One study review published in BMC Psychiatry was able to make a link between vitamin C deficiency and feelings of depression and slower cognitive function. While researchers claim that further research should take place, there have been multiple studies to show the links between vitamin C and cognitive function over the past 20 years—including this cohort study found in the American Journal of Epidemiology, which proved that vitamin C can protect against mild to severe cognitive impairment.
Taking care of your immunity is an essential part of keeping your body healthy. Bell peppers contain a solid amount of vitamin A, which is known to help with our immune system strength.
Most researchers have agreed that adequate amounts of vitamin A can help protect us from infectious diseases, but the reason behind this is still up for debate. According to the Annual Review of Nutrition, it could be because vitamin A deficiency hinders our ability to absorb nutrients through the regeneration of certain intestinal barriers after infection. Vitamin A is also required for the building of important cells that fight against infectious diseases.
Another benefit that some people may not expect from foods like bell peppers is that they can actually boost your mood. Red bell peppers contain over 35% of your daily value of vitamin B6, a vitamin known to improve mood and reduce the risk of depression. According to a study published in the Journal of Inherited Metabolic Disease, vitamin B6 can be used as a supplement to help with depression symptoms. However, it’s important to note that we can’t get large enough levels of B6 in just bell peppers alone, so it should never be used as a means of treating depression.

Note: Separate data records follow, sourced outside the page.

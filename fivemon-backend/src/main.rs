use chrono::TimeDelta;
use fivemon_backend::fetcher::SnapshotFetcher;
use fivemon_backend::poller::{Poller, run_daily_reset};
use fivemon_backend::{Config, create_app, helpers, logging};
use fivemon_store::{Store, StoreSettings};
use std::net::SocketAddr;
use tokio::net::TcpListener;
use tokio::signal;
use tokio_util::sync::CancellationToken;

#[tokio::main]
async fn main() -> anyhow::Result<()> {
    // Load configuration from environment variables or use defaults
    let config = Config::from_env();

    // Initialize tracing for structured logging
    let _log_guard = logging::init(config.log_dir.as_deref())?;
    tracing::info!("Starting FiveM monitor v{}...", fivemon_backend::API_VERSION);
    if let Some(dir) = &config.log_dir {
        tracing::info!("Writing logs to {}", dir.join(logging::LOG_FILE_NAME).display());
    }
    tracing::info!(
        "Configuration: port={}, upstream={}, max_players={}, poll={}s, fetch_timeout={}s, static_dir={}",
        config.port,
        config.upstream_address,
        config.max_players,
        config.poll_interval.as_secs(),
        config.fetch_timeout.as_secs(),
        config.static_dir.display()
    );
    tracing::info!(
        "Rate limit: {}/min per IP (burst {}), body_limit={}KB, timeout={}s",
        config.rate_limit_per_min,
        config.rate_limit_burst,
        config.request_body_limit / 1024,
        config.request_timeout.as_secs()
    );

    let store = Store::with_settings(
        StoreSettings {
            session_ttl: TimeDelta::days(config.session_ttl_days),
            ..Default::default()
        },
        helpers::now(),
    );
    let fetcher = SnapshotFetcher::new(config.upstream_url(), config.fetch_timeout)?;
    let poller = Poller::new(
        store.clone(),
        fetcher,
        config.poll_interval,
        config.max_players,
    );

    let shutdown = CancellationToken::new();
    let poll_task = tokio::spawn(poller.run(shutdown.clone()));
    let reset_task = tokio::spawn(run_daily_reset(store.clone(), shutdown.clone()));

    let app = create_app(store, &config);
    let addr = SocketAddr::from(([0, 0, 0, 0], config.port));
    let listener = TcpListener::bind(addr).await?;
    tracing::info!("Server listening on {}", addr);

    let signal_token = shutdown.clone();
    tokio::spawn(async move {
        shutdown_signal().await;
        signal_token.cancel();
    });

    let server_token = shutdown.clone();
    axum::serve(
        listener,
        app.into_make_service_with_connect_info::<SocketAddr>(),
    )
    .with_graceful_shutdown(async move { server_token.cancelled().await })
    .await?;

    shutdown.cancel();
    let _ = tokio::join!(poll_task, reset_task);
    tracing::info!("Server stopped cleanly");
    Ok(())
}

async fn shutdown_signal() {
    let ctrl_c = async {
        if let Err(e) = signal::ctrl_c().await {
            tracing::error!("Failed to listen for ctrl-c: {}", e);
            std::future::pending::<()>().await;
        }
    };

    #[cfg(unix)]
    let terminate = async {
        match signal::unix::signal(signal::unix::SignalKind::terminate()) {
            Ok(mut sigterm) => {
                sigterm.recv().await;
            }
            Err(e) => {
                tracing::error!("Failed to listen for SIGTERM: {}", e);
                std::future::pending::<()>().await;
            }
        }
    };
    #[cfg(not(unix))]
    let terminate = std::future::pending::<()>();

    tokio::select! {
        _ = ctrl_c => {}
        _ = terminate => {}
    }
    tracing::info!("Shutdown signal received, stopping server...");
}
use crate::AppState;
use crate::error::{AppError, ErrorResponse};
use crate::helpers::now;
use crate::validation;

use axum::{
    Json,
    extract::{Path, Query, State},
    http::StatusCode,
    response::IntoResponse,
};
use axum_macros::debug_handler;
use chrono::{DateTime, Utc};
use fivemon_store::{HistorySample, Period, ServerStats, TrackedPlayer};
use serde::{Deserialize, Serialize};
use serde_json::Value;
use std::sync::Arc;

pub const API_VERSION: &str = env!("CARGO_PKG_VERSION");

pub const AVAILABLE_ENDPOINTS: &[&str] = &[
    "/api/server-info",
    "/api/players",
    "/api/search/:query",
    "/api/status",
    "/api/history",
    "/api/test",
];

/// Success envelope shared by every endpoint
#[derive(Serialize)]
pub(crate) struct ApiResponse<T> {
    success: bool,
    data: T,
}

fn ok<T: Serialize>(data: T) -> Json<ApiResponse<T>> {
    Json(ApiResponse {
        success: true,
        data,
    })
}

#[derive(Serialize)]
#[serde(rename_all = "camelCase")]
pub(crate) struct ServerSection {
    address: String,
    online: bool,
    max_players: u32,
    last_update: Option<DateTime<Utc>>,
}

#[derive(Serialize)]
pub(crate) struct PlayersSection {
    current: Vec<TrackedPlayer>,
    count: usize,
    peak: usize,
}

#[derive(Serialize)]
pub(crate) struct ServerInfoData {
    server: ServerSection,
    info: Value,
    players: PlayersSection,
    dynamic: Value,
    history: Vec<HistorySample>,
    stats: ServerStats,
}

#[derive(Serialize)]
#[serde(rename_all = "camelCase")]
pub(crate) struct PlayersData {
    players: Vec<TrackedPlayer>,
    count: usize,
    max_players: u32,
    last_update: Option<DateTime<Utc>>,
}

#[derive(Serialize)]
pub(crate) struct SearchData {
    query: String,
    results: Vec<TrackedPlayer>,
    count: usize,
    total: usize,
}

#[derive(Serialize)]
#[serde(rename_all = "camelCase")]
pub(crate) struct StatusData {
    online: bool,
    server_address: String,
    players: usize,
    max_players: u32,
    last_update: Option<DateTime<Utc>>,
    /// Seconds since the monitor started
    uptime: i64,
    version: &'static str,
}

#[derive(Deserialize)]
pub(crate) struct HistoryParams {
    period: Option<String>,
}

#[derive(Serialize)]
pub(crate) struct TimeRange {
    from: DateTime<Utc>,
    to: DateTime<Utc>,
}

#[derive(Serialize)]
#[serde(rename_all = "camelCase")]
pub(crate) struct HistoryData {
    history: Vec<HistorySample>,
    period: Period,
    time_range: TimeRange,
    total_points: usize,
    is_real_data: bool,
}

#[derive(Serialize)]
pub(crate) struct ApiTestResponse {
    success: bool,
    message: &'static str,
    timestamp: DateTime<Utc>,
    version: &'static str,
    endpoints: &'static [&'static str],
}

#[debug_handler]
pub(crate) async fn server_info(State(state): State<Arc<AppState>>) -> impl IntoResponse {
    let overview = state.store.overview(now()).await;
    let count = overview.players.len();

    ok(ServerInfoData {
        server: ServerSection {
            address: state.server_address.clone(),
            online: overview.online,
            max_players: state.max_players,
            last_update: overview.last_update,
        },
        info: overview.info,
        players: PlayersSection {
            current: overview.players,
            count,
            peak: overview.stats.peak_today,
        },
        dynamic: overview.dynamic,
        history: overview.history,
        stats: overview.stats,
    })
}

pub(crate) async fn players(State(state): State<Arc<AppState>>) -> impl IntoResponse {
    let view = state.store.players().await;

    ok(PlayersData {
        count: view.players.len(),
        players: view.players,
        max_players: state.max_players,
        last_update: view.last_update,
    })
}

#[debug_handler]
pub(crate) async fn search(
    State(state): State<Arc<AppState>>,
    Path(query): Path<String>,
) -> Result<impl IntoResponse, AppError> {
    validation::validate_search_query(&query)?;

    let found = state.store.search(&query).await?;

    Ok(ok(SearchData {
        query: found.query,
        count: found.results.len(),
        results: found.results,
        total: found.total,
    }))
}

pub(crate) async fn status(State(state): State<Arc<AppState>>) -> impl IntoResponse {
    let status = state.store.status(now()).await;

    ok(StatusData {
        online: status.online,
        server_address: state.server_address.clone(),
        players: status.players,
        max_players: state.max_players,
        last_update: status.last_update,
        uptime: status.uptime_secs,
        version: API_VERSION,
    })
}

#[debug_handler]
pub(crate) async fn history(
    State(state): State<Arc<AppState>>,
    Query(params): Query<HistoryParams>,
) -> impl IntoResponse {
    let period = validation::resolve_period(params.period.as_deref());
    let window = state.store.history(period, now()).await;
    let is_real_data = window.series.is_real();
    let history = window.series.into_samples();

    tracing::info!(
        points = history.len(),
        %period,
        real = is_real_data,
        "History sent ({} to {})",
        window.from,
        window.to
    );

    ok(HistoryData {
        total_points: history.len(),
        history,
        period: window.period,
        time_range: TimeRange {
            from: window.from,
            to: window.to,
        },
        is_real_data,
    })
}

pub(crate) async fn api_test() -> impl IntoResponse {
    Json(ApiTestResponse {
        success: true,
        message: "FiveM Monitor API operational",
        timestamp: now(),
        version: API_VERSION,
        endpoints: AVAILABLE_ENDPOINTS,
    })
}

pub(crate) async fn not_found() -> impl IntoResponse {
    (
        StatusCode::NOT_FOUND,
        Json(ErrorResponse::with_endpoints(
            "Endpoint not found",
            AVAILABLE_ENDPOINTS,
        )),
    )
}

Bell peppers, specifically red bell peppers, contain a natural compound called capsanthin. This compound creates a red color in food and can also be found in cayenne peppers, chiles, and paprika. Although more research still needs to be done on this topic, scientists are beginning to discover that the consumption of capsanthin can help with inflammation and weight loss.
One study found in Food Research International used mice to study the effects of capsanthin on weight loss. The mice in the study not only experienced a loss in body weight, but their levels of glucose and cholesterol significantly decreased. However, Amy Goodson, MS, RD, CSSD, LD author of The Sports Nutrition Playbook and member of our Medical Expert Board notes that “Capsanthin helps with potentially causing a very small increase in metabolic rate, and that you likely cannot get the entire amount you need to boost your metabolic rate from bell peppers alone.”
Bell peppers contain a natural color pigment called quercetin. This pigment is part of a group of flavonoids, and it acts as a powerful antioxidant in the body. Quercetin has been linked to many different health benefits, including anti-inflammation, fighting cancer cells, reducing the risk of heart disease, and lowering blood pressure.
A study from the British Journal of Pharmacology experimented with giving rats different levels of quercetin over a five-week period. The rats experienced a decrease in blood pressure by an average of about 23%. These are promising findings, however, Goodson adds that “This particular study used a dose of 10 milligrams of quercetin and 3.5 ounces of green bell pepper only has 2 milligrams,” she says. So yes, bell peppers can help us get some helpful nutrients in our system that may lead to improved blood pressure, but we certainly can’t expect bell peppers to do it on their own.
A previous version of this story was published on August 10, 2021. It has been updated to include additional copy and proofreading revisions, additional research, and updated contextual links.